• **WHAT YOU HAVE TO DO**: Each line below that carries the string "loop" must appear in the answer.

[Collection entries]
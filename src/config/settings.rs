use anyhow::Result;
use directories::ProjectDirs;
use std::fs;
use std::path::{Path, PathBuf};

use super::AppConfig;

const APP_NAME: &str = "Pairview";
const CONFIG_FILE: &str = "config.json";

/// Returns the platform-specific configuration directory for the application.
pub fn get_config_directory() -> Option<PathBuf> {
    ProjectDirs::from("com", "pairview", APP_NAME)
        .map(|proj_dirs| proj_dirs.config_dir().to_path_buf())
}

/// Returns the full path to the configuration file.
pub fn get_config_file_path() -> Option<PathBuf> {
    get_config_directory().map(|dir| dir.join(CONFIG_FILE))
}

fn resolve_path(override_path: Option<&Path>) -> Result<PathBuf> {
    match override_path {
        Some(path) => Ok(path.to_path_buf()),
        None => get_config_file_path()
            .ok_or_else(|| anyhow::anyhow!("Could not determine config directory")),
    }
}

/// Loads the application configuration from the config file.
/// If the file doesn't exist, it creates a default one.
/// If the file is corrupted, fails to parse or holds invalid values, it logs
/// a warning and falls back to the default configuration.
pub fn load_config(override_path: Option<&Path>) -> Result<AppConfig> {
    let config_path = resolve_path(override_path)?;

    if !config_path.exists() {
        tracing::info!(
            "Config file not found, creating default config at {:?}",
            config_path
        );
        let default_config = AppConfig::default();
        save_config(&default_config, Some(&config_path))?;
        return Ok(default_config);
    }

    let config_content = fs::read_to_string(&config_path)?;

    match serde_json::from_str::<AppConfig>(&config_content) {
        Ok(config) => match config.validate() {
            Ok(()) => {
                tracing::info!("Loaded config from {:?}", config_path);
                Ok(config)
            }
            Err(e) => {
                tracing::warn!(
                    "Config at {:?} is invalid: {}. Falling back to default config.",
                    config_path,
                    e
                );
                Ok(AppConfig::default())
            }
        },
        Err(e) => {
            tracing::warn!(
                "Failed to parse config file at {:?}: {}. Falling back to default config.",
                config_path,
                e
            );
            Ok(AppConfig::default())
        }
    }
}

/// Saves the provided configuration to the config file.
pub fn save_config(config: &AppConfig, override_path: Option<&Path>) -> Result<()> {
    let config_path = resolve_path(override_path)?;

    if let Some(config_dir) = config_path.parent() {
        if !config_dir.exists() {
            fs::create_dir_all(config_dir)?;
            tracing::info!("Created config directory: {:?}", config_dir);
        }
    }

    let config_json = serde_json::to_string_pretty(config)?;
    fs::write(&config_path, config_json)?;
    tracing::info!("Saved config to {:?}", config_path);

    Ok(())
}

/// Exports the current configuration to a user-specified JSON file.
pub fn export_config(config: &AppConfig, export_path: &Path) -> Result<()> {
    let config_json = serde_json::to_string_pretty(config)?;
    fs::write(export_path, config_json)?;
    tracing::info!("Exported config to {:?}", export_path);
    Ok(())
}

/// Imports an application configuration from a user-specified JSON file.
/// Unlike `load_config`, an invalid file is an error here.
pub fn import_config(import_path: &Path) -> Result<AppConfig> {
    let config_content = fs::read_to_string(import_path)?;
    let config: AppConfig = serde_json::from_str(&config_content)?;
    config.validate()?;
    tracing::info!("Imported config from {:?}", import_path);
    Ok(config)
}

// Platform-specific configuration paths for reference:
// macOS:   ~/Library/Application Support/com.pairview.Pairview/
// Linux:   ~/.config/pairview/
// Windows: %APPDATA%/pairview/Pairview/config/
use std::sync::mpsc::Receiver;
use std::sync::Once;
use std::time::{Duration, Instant};

use crate::core::TaskError;
use crate::tasks::{Priority, Task, TaskContext, TaskEvent, TaskId, TaskKind, TaskOutput, TaskResult};

static LOGGING_INIT: Once = Once::new();

/// Initializes the tracing subscriber for tests.
///
/// Wrapped in a `Once` so the global subscriber is set exactly one time,
/// even when tests run in parallel.
pub fn setup_test_logging() {
    LOGGING_INIT.call_once(|| {
        tracing_subscriber::fmt()
            .with_env_filter(tracing_subscriber::EnvFilter::from_default_env())
            .with_test_writer()
            .try_init()
            .ok();
    });
}

/// A task whose body is a closure.
pub struct FnTask<F> {
    kind: TaskKind,
    priority: Priority,
    timeout: Option<Duration>,
    body: F,
}

impl<F> FnTask<F>
where
    F: FnMut(&mut TaskContext) -> Result<TaskOutput, TaskError> + Send + 'static,
{
    pub fn new(kind: TaskKind, body: F) -> Self {
        Self {
            kind,
            priority: Priority::Normal,
            timeout: None,
            body,
        }
    }

    pub fn with_priority(mut self, priority: Priority) -> Self {
        self.priority = priority;
        self
    }

    pub fn with_timeout(mut self, timeout: Duration) -> Self {
        self.timeout = Some(timeout);
        self
    }
}

impl<F> Task for FnTask<F>
where
    F: FnMut(&mut TaskContext) -> Result<TaskOutput, TaskError> + Send + 'static,
{
    fn kind(&self) -> TaskKind {
        self.kind
    }

    fn priority(&self) -> Priority {
        self.priority
    }

    fn timeout_override(&self) -> Option<Duration> {
        self.timeout
    }

    fn run(&mut self, ctx: &mut TaskContext) -> Result<TaskOutput, TaskError> {
        (self.body)(ctx)
    }
}

/// A task that checks for cancellation every few milliseconds until stopped.
pub fn spinning_task() -> FnTask<impl FnMut(&mut TaskContext) -> Result<TaskOutput, TaskError> + Send + 'static> {
    FnTask::new(TaskKind::Scan, |ctx: &mut TaskContext| loop {
        ctx.checkpoint()?;
        std::thread::sleep(Duration::from_millis(5));
    })
}

/// Collects the results of `id` up to and including its terminal one.
///
/// Panics if no terminal result arrives within `timeout`.
pub fn results_until_terminal(
    rx: &Receiver<TaskEvent>,
    id: TaskId,
    timeout: Duration,
) -> Vec<TaskResult> {
    let deadline = Instant::now() + timeout;
    let mut results = Vec::new();
    loop {
        let remaining = deadline.saturating_duration_since(Instant::now());
        let event = rx
            .recv_timeout(remaining)
            .unwrap_or_else(|e| panic!("no terminal result for {}: {}", id, e));
        if event.task_id != id {
            continue;
        }
        let terminal = event.result.is_terminal();
        results.push(event.result);
        if terminal {
            return results;
        }
    }
}
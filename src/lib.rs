// Declare all modules as public so they can be used by the binary and tests.
pub mod cache;
pub mod config;
pub mod context;
pub mod core;
pub mod locks;
pub mod memory;
pub mod tasks;
pub mod utils;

• **SOLUTION FOR THIS TASK**:
    FnTask::new(TaskKind::Scan, |ctx: &mut TaskContext| loop {
    loop {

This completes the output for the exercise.